A font file does not have to include every block. A font designed for English may ship only U+0020–007E. A font marketed for “European languages” may include through U+017F but skip the Extended Additional block, silently breaking Vietnamese rendering. Always verify coverage against the specific languages your audience uses.
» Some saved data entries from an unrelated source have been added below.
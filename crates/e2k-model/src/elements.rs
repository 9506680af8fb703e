// This Source Code Form is subject to the terms of the Mozilla Public
// License, v. 2.0. If a copy of the MPL was not distributed with this
// file, You can obtain one at https://mozilla.org/MPL/2.0/.

//! Structural elements
//!
//! Elements reference levels and property entities by id and carry plan
//! geometry only; elevations come from the referenced levels.

use crate::{FrameModifiers, Id, Point2D};
use serde::{Deserialize, Serialize};

/// Element kind, shared by the exporter descriptors and the connectivity graph
#[derive(Clone, Copy, Debug, PartialEq, Eq, Hash, Serialize, Deserialize)]
pub enum ElementKind {
    Column,
    Beam,
    Brace,
    Wall,
    Floor,
    IsolatedFooting,
}

impl ElementKind {
    /// Record type keyword on `LINE`/`AREA` statements
    pub fn record_keyword(&self) -> &'static str {
        match self {
            ElementKind::Column => "COLUMN",
            ElementKind::Beam => "BEAM",
            ElementKind::Brace => "BRACE",
            ElementKind::Wall => "WALL",
            ElementKind::Floor => "FLOOR",
            ElementKind::IsolatedFooting => "POINT",
        }
    }
}

/// Degree of freedom that can be released at a frame end
#[derive(Clone, Copy, Debug, PartialEq, Eq, Hash, PartialOrd, Ord, Serialize, Deserialize)]
pub enum ReleaseDof {
    P,
    V2,
    V3,
    T,
    M2,
    M3,
}

impl ReleaseDof {
    pub const ALL: [ReleaseDof; 6] = [
        ReleaseDof::P,
        ReleaseDof::V2,
        ReleaseDof::V3,
        ReleaseDof::T,
        ReleaseDof::M2,
        ReleaseDof::M3,
    ];

    pub fn as_e2k(&self) -> &'static str {
        match self {
            ReleaseDof::P => "P",
            ReleaseDof::V2 => "V2",
            ReleaseDof::V3 => "V3",
            ReleaseDof::T => "T",
            ReleaseDof::M2 => "M2",
            ReleaseDof::M3 => "M3",
        }
    }

    fn parse(s: &str) -> Option<Self> {
        ReleaseDof::ALL.into_iter().find(|d| d.as_e2k() == s)
    }
}

/// Released degrees of freedom at the I and J ends of a frame member
#[derive(Clone, Debug, Default, PartialEq, Eq, Serialize, Deserialize)]
pub struct EndReleases {
    pub i: Vec<ReleaseDof>,
    pub j: Vec<ReleaseDof>,
}

impl EndReleases {
    /// Moment releases at both ends (`M2I M3I M2J M3J`)
    pub fn pinned() -> Self {
        Self {
            i: vec![ReleaseDof::M2, ReleaseDof::M3],
            j: vec![ReleaseDof::M2, ReleaseDof::M3],
        }
    }

    pub fn is_empty(&self) -> bool {
        self.i.is_empty() && self.j.is_empty()
    }

    pub fn is_pinned(&self) -> bool {
        let mut i = self.i.clone();
        let mut j = self.j.clone();
        i.sort();
        i.dedup();
        j.sort();
        j.dedup();
        i == [ReleaseDof::M2, ReleaseDof::M3] && j == [ReleaseDof::M2, ReleaseDof::M3]
    }

    /// Release string such as `"TI M2I M3J"`, I end first
    pub fn to_e2k(&self) -> String {
        let mut tokens = Vec::new();
        for (end, suffix) in [(&self.i, 'I'), (&self.j, 'J')] {
            let mut dofs = end.clone();
            dofs.sort();
            dofs.dedup();
            tokens.extend(dofs.iter().map(|d| format!("{}{}", d.as_e2k(), suffix)));
        }
        tokens.join(" ")
    }

    /// Parse a release string; `None` if any token is not a DOF/end pair
    pub fn parse(s: &str) -> Option<Self> {
        let mut releases = EndReleases::default();
        for token in s.split_whitespace() {
            let token = token.to_uppercase();
            if let Some(dof) = token.strip_suffix('I') {
                releases.i.push(ReleaseDof::parse(dof)?);
            } else if let Some(dof) = token.strip_suffix('J') {
                releases.j.push(ReleaseDof::parse(dof)?);
            } else {
                return None;
            }
        }
        Some(releases)
    }
}

/// Vertical column between two levels at a single plan location
#[derive(Clone, Debug, PartialEq, Serialize, Deserialize)]
pub struct Column {
    pub id: Id,
    pub base_level_id: Id,
    pub top_level_id: Id,
    pub properties_id: Id,
    pub location: Point2D,
    /// Local axis rotation in degrees
    pub rotation: f64,
    pub modifiers: FrameModifiers,
    pub releases: EndReleases,
}

impl Column {
    pub fn new(
        id: Id,
        base_level_id: Id,
        top_level_id: Id,
        properties_id: Id,
        location: Point2D,
    ) -> Self {
        Self {
            id,
            base_level_id,
            top_level_id,
            properties_id,
            location,
            rotation: 0.0,
            modifiers: FrameModifiers::default(),
            releases: EndReleases::default(),
        }
    }
}

/// Horizontal frame member on one level
#[derive(Clone, Debug, PartialEq, Serialize, Deserialize)]
pub struct Beam {
    pub id: Id,
    pub level_id: Id,
    pub properties_id: Id,
    pub start: Point2D,
    pub end: Point2D,
    pub rotation: f64,
    pub is_joist: bool,
    /// Part of the lateral system; gravity beams are pinned on export
    pub is_lateral: bool,
    pub modifiers: FrameModifiers,
    pub releases: EndReleases,
}

impl Beam {
    pub fn new(id: Id, level_id: Id, properties_id: Id, start: Point2D, end: Point2D) -> Self {
        Self {
            id,
            level_id,
            properties_id,
            start,
            end,
            rotation: 0.0,
            is_joist: false,
            is_lateral: true,
            modifiers: FrameModifiers::default(),
            releases: EndReleases::default(),
        }
    }
}

/// Inclined frame member from `start` on the base level to `end` on the top level
#[derive(Clone, Debug, PartialEq, Serialize, Deserialize)]
pub struct Brace {
    pub id: Id,
    pub base_level_id: Id,
    pub top_level_id: Id,
    pub properties_id: Id,
    pub start: Point2D,
    pub end: Point2D,
    pub rotation: f64,
    pub modifiers: FrameModifiers,
    pub releases: EndReleases,
}

impl Brace {
    pub fn new(
        id: Id,
        base_level_id: Id,
        top_level_id: Id,
        properties_id: Id,
        start: Point2D,
        end: Point2D,
    ) -> Self {
        Self {
            id,
            base_level_id,
            top_level_id,
            properties_id,
            start,
            end,
            rotation: 0.0,
            modifiers: FrameModifiers::default(),
            releases: EndReleases::default(),
        }
    }
}

/// Wall panel following a plan polyline between two levels
#[derive(Clone, Debug, PartialEq, Serialize, Deserialize)]
pub struct Wall {
    pub id: Id,
    pub base_level_id: Id,
    pub top_level_id: Id,
    pub properties_id: Id,
    pub points: Vec<Point2D>,
}

/// Floor area on one level
#[derive(Clone, Debug, PartialEq, Serialize, Deserialize)]
pub struct Floor {
    pub id: Id,
    pub level_id: Id,
    pub properties_id: Id,
    /// Outline, without a closing duplicate vertex
    pub points: Vec<Point2D>,
    pub diaphragm_id: Option<Id>,
}

/// Support condition of a footing
#[derive(Clone, Copy, Debug, PartialEq, Eq, Hash, Default, Serialize, Deserialize)]
pub enum Restraint {
    #[default]
    Fixed,
    Pinned,
}

impl Restraint {
    pub fn as_e2k(&self) -> &'static str {
        match self {
            Restraint::Fixed => "UX UY UZ RX RY RZ",
            Restraint::Pinned => "UX UY UZ",
        }
    }

    /// Recognizes the two support patterns, token order is irrelevant
    pub fn parse(s: &str) -> Option<Self> {
        let mut tokens: Vec<String> = s.split_whitespace().map(|t| t.to_uppercase()).collect();
        tokens.sort();
        tokens.dedup();
        let tokens: Vec<&str> = tokens.iter().map(String::as_str).collect();
        match tokens.as_slice() {
            ["RX", "RY", "RZ", "UX", "UY", "UZ"] => Some(Restraint::Fixed),
            ["UX", "UY", "UZ"] => Some(Restraint::Pinned),
            _ => None,
        }
    }
}

/// Point support on a level
#[derive(Clone, Debug, PartialEq, Serialize, Deserialize)]
pub struct IsolatedFooting {
    pub id: Id,
    pub level_id: Id,
    pub location: Point2D,
    pub restraint: Restraint,
}

/// All elements of a model
#[derive(Clone, Debug, Default, PartialEq, Serialize, Deserialize)]
pub struct ElementContainer {
    pub columns: Vec<Column>,
    pub beams: Vec<Beam>,
    pub braces: Vec<Brace>,
    pub walls: Vec<Wall>,
    pub floors: Vec<Floor>,
    pub isolated_footings: Vec<IsolatedFooting>,
}

impl ElementContainer {
    pub fn len(&self) -> usize {
        self.columns.len()
            + self.beams.len()
            + self.braces.len()
            + self.walls.len()
            + self.floors.len()
            + self.isolated_footings.len()
    }

    pub fn is_empty(&self) -> bool {
        self.len() == 0
    }

    /// Every plan point carried by any element
    pub fn plan_points(&self) -> impl Iterator<Item = &Point2D> + '_ {
        self.columns
            .iter()
            .map(|c| &c.location)
            .chain(self.beams.iter().flat_map(|b| [&b.start, &b.end]))
            .chain(self.braces.iter().flat_map(|b| [&b.start, &b.end]))
            .chain(self.walls.iter().flat_map(|w| w.points.iter()))
            .chain(self.floors.iter().flat_map(|f| f.points.iter()))
            .chain(self.isolated_footings.iter().map(|f| &f.location))
    }
}

#[cfg(test)]
mod tests {
    use super::*;

    #[test]
    fn test_release_string() {
        let releases = EndReleases {
            i: vec![ReleaseDof::M3, ReleaseDof::T],
            j: vec![ReleaseDof::M3],
        };
        assert_eq!(releases.to_e2k(), "TI M3I M3J");
        assert_eq!(EndReleases::parse("TI M3I M3J"), Some(releases));
        assert_eq!(EndReleases::pinned().to_e2k(), "M2I M3I M2J M3J");
    }

    #[test]
    fn test_release_parse_rejects_garbage() {
        assert_eq!(EndReleases::parse("M3K"), None);
        assert_eq!(EndReleases::parse("XI"), None);
        assert!(EndReleases::parse("").unwrap().is_empty());
    }

    #[test]
    fn test_pinned_detection() {
        assert!(EndReleases::parse("M3J M2J M3I M2I").unwrap().is_pinned());
        assert!(!EndReleases::parse("M2I M3I M2J").unwrap().is_pinned());
    }

    #[test]
    fn test_restraint_patterns() {
        assert_eq!(Restraint::parse("UX UY UZ RX RY RZ"), Some(Restraint::Fixed));
        assert_eq!(Restraint::parse("uz ux uy"), Some(Restraint::Pinned));
        assert_eq!(Restraint::parse("UX"), None);
    }

    #[test]
    fn test_plan_points() {
        let mut elements = ElementContainer::default();
        elements.beams.push(Beam::new(
            Id::from("B"),
            Id::from("L"),
            Id::from("P"),
            Point2D::new(0.0, 0.0),
            Point2D::new(10.0, 0.0),
        ));
        elements.isolated_footings.push(IsolatedFooting {
            id: Id::from("F"),
            level_id: Id::from("L"),
            location: Point2D::new(5.0, 5.0),
            restraint: Restraint::Pinned,
        });
        assert_eq!(elements.plan_points().count(), 3);
        assert_eq!(elements.len(), 2);
    }
}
Block NameUnicode RangeCharacters IncludedLanguages Supported
Basic LatinU+0000–007FA–Z, a–z, 0–9, common punctuation, control charactersEnglish, Swahili, Indonesian, Malay, and other non-accented Latin scripts
Latin-1 SupplementU+0080–00FFà á â ã ä å æ ç è é ê ë ì í î ï ð ñ ò ó ô õ ö ø ù ú û ü ý þ ß and capitalsFrench, Spanish, German, Portuguese, Italian, Dutch, Swedish, Norwegian, Danish, Icelandic
Latin Extended-AU+0100–017Fā ă ą ć ĉ ċ č ď đ ē ĕ ė ę ě ĝ ğ ġ ģ ĥ ħ ĩ ī ĭ į ı ĵ ķ ĺ ļ ľ ł ń ņ ň ŋ ō ŏ ő œ ŕ ŗ ř ś ŝ ş š ţ ť ŧ ũ ū ŭ ů ű ų ŵ ŷ ź ż žPolish, Czech, Slovak, Slovenian, Croatian, Hungarian, Turkish, Lithuanian, Latvian, Estonian, Welsh
Latin Extended-BU+0180–024Fș ț ȁ ȃ ȅ ȇ ȉ ȋ ȍ ȏ ȑ ȓ ȕ ȗ and African language additions, phonetic alphabet extensionsRomanian (ș ț with comma below), African languages, phonetic transcription
Latin Extended AdditionalU+1E00–1EFFPrecomposed characters with multiple diacritics: ạ ắ ặ ấ ầ ậ ẹ ế ề ệ ọ ố ồ ộ ợ ụ ứ ừ ự ỵ ỳ ỷ ỹ and all uppercase equivalentsVietnamese (primary), Welsh (ẃ ẁ ẅ), and scholarly/historical Latin

Important distinction: Romanian uses two different sets of characters. Legacy Romanian text often uses cedilla-based characters (ş ţ at U+015F and U+0163 in Latin Extended-A), while modern standards require comma-below variants (ș ț at U+0219 and U+021B in Latin Extended-B). Many older fonts include cedilla but not comma-below — a meaningful difference for Romanian readers and search engines.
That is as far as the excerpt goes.